[Collected data entries]
════════════════
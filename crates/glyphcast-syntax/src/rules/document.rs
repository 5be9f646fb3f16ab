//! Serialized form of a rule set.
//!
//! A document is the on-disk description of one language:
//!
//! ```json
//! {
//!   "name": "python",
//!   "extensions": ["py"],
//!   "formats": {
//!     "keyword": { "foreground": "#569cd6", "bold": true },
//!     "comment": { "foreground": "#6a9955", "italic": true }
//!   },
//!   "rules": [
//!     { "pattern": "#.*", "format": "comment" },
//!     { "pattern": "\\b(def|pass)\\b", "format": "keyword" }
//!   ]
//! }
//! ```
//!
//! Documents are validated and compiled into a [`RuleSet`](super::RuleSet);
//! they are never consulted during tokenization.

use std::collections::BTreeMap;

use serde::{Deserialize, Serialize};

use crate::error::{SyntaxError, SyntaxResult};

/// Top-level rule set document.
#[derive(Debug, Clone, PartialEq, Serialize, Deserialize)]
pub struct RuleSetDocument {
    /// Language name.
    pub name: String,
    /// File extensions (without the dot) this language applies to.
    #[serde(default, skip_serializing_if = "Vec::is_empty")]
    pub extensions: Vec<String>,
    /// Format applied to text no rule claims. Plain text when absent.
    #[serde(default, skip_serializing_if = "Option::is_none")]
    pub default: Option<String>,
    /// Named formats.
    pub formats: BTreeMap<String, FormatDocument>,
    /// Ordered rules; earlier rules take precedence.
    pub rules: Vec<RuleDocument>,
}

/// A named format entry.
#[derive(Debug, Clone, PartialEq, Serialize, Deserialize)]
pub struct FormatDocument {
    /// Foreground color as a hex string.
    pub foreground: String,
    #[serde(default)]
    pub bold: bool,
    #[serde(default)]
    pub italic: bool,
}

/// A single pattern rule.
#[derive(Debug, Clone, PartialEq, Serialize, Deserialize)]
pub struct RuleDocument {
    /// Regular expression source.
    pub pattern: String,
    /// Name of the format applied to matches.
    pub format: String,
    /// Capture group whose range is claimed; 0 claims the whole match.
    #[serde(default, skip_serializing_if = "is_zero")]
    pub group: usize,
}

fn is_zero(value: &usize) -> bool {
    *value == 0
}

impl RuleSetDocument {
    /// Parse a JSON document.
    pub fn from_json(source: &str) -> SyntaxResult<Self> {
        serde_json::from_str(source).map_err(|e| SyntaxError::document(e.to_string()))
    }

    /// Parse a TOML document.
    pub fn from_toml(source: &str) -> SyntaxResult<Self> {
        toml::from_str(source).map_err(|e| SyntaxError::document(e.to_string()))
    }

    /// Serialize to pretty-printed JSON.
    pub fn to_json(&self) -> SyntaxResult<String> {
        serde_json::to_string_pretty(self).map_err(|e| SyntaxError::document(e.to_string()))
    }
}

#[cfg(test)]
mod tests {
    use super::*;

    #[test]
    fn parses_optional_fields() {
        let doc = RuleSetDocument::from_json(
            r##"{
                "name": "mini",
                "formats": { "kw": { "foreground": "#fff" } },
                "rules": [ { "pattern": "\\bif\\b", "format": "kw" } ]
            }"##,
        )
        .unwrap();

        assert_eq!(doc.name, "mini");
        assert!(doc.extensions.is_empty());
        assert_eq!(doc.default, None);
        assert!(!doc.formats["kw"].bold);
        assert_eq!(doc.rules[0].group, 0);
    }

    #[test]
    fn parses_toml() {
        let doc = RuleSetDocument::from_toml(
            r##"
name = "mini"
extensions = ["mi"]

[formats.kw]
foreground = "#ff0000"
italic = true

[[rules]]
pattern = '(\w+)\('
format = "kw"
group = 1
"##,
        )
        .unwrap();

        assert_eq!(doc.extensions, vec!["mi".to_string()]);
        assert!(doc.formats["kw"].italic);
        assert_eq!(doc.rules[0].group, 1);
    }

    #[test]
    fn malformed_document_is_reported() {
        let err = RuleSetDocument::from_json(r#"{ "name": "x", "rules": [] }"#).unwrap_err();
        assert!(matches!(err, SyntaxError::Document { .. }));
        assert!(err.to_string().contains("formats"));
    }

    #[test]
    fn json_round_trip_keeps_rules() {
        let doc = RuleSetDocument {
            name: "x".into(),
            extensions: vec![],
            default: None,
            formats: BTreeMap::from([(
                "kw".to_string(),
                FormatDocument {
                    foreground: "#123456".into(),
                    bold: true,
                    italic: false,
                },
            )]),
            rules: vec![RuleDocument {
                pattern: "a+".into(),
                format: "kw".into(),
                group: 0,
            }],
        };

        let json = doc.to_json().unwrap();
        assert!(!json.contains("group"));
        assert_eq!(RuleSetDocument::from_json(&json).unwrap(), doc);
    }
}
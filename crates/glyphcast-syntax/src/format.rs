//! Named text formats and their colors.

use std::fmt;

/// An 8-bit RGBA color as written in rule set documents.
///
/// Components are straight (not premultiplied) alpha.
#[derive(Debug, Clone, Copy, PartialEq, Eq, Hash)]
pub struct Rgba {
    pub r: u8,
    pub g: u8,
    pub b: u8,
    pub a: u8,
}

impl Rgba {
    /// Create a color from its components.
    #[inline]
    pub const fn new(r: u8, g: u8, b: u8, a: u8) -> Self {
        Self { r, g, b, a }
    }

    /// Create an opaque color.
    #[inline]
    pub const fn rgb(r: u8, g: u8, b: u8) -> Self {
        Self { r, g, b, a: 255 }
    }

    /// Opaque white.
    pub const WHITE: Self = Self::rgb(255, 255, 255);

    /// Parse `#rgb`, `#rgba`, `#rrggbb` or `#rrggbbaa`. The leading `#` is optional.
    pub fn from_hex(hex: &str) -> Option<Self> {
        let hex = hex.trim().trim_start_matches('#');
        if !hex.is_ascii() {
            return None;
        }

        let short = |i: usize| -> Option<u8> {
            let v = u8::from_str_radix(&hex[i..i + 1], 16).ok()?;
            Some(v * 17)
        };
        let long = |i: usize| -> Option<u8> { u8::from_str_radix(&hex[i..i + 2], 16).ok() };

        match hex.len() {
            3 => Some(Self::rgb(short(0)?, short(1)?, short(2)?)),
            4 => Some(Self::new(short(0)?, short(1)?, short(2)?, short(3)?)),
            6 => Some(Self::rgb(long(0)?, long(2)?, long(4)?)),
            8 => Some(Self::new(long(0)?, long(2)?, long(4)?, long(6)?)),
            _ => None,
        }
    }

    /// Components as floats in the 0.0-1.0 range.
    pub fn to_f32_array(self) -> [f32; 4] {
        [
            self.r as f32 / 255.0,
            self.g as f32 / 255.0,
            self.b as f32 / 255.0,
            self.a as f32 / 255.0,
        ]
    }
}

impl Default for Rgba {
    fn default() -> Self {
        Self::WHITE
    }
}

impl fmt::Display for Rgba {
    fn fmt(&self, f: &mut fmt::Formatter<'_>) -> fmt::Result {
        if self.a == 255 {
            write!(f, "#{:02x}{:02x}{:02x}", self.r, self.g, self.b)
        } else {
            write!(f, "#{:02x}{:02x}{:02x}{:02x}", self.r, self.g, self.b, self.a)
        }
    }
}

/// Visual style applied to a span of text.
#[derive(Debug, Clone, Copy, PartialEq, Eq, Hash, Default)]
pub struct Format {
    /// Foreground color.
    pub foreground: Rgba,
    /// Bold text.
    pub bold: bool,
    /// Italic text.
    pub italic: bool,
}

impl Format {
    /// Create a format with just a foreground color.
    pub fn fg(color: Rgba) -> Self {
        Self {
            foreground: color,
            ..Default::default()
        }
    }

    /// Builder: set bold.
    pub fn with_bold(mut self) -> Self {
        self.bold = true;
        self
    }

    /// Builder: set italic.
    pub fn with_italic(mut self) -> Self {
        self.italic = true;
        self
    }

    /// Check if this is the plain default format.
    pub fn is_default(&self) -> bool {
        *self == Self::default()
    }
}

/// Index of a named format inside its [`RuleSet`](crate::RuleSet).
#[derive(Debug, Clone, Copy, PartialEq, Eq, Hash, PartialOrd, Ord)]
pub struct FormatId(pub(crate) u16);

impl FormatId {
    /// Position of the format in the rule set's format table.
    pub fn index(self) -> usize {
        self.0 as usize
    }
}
════════════════
- Your goal
Please show all lines from the entries that contain the word "mini".

- Response box
                "name": "mini",
        assert_eq!(doc.name, "mini");
name = "mini"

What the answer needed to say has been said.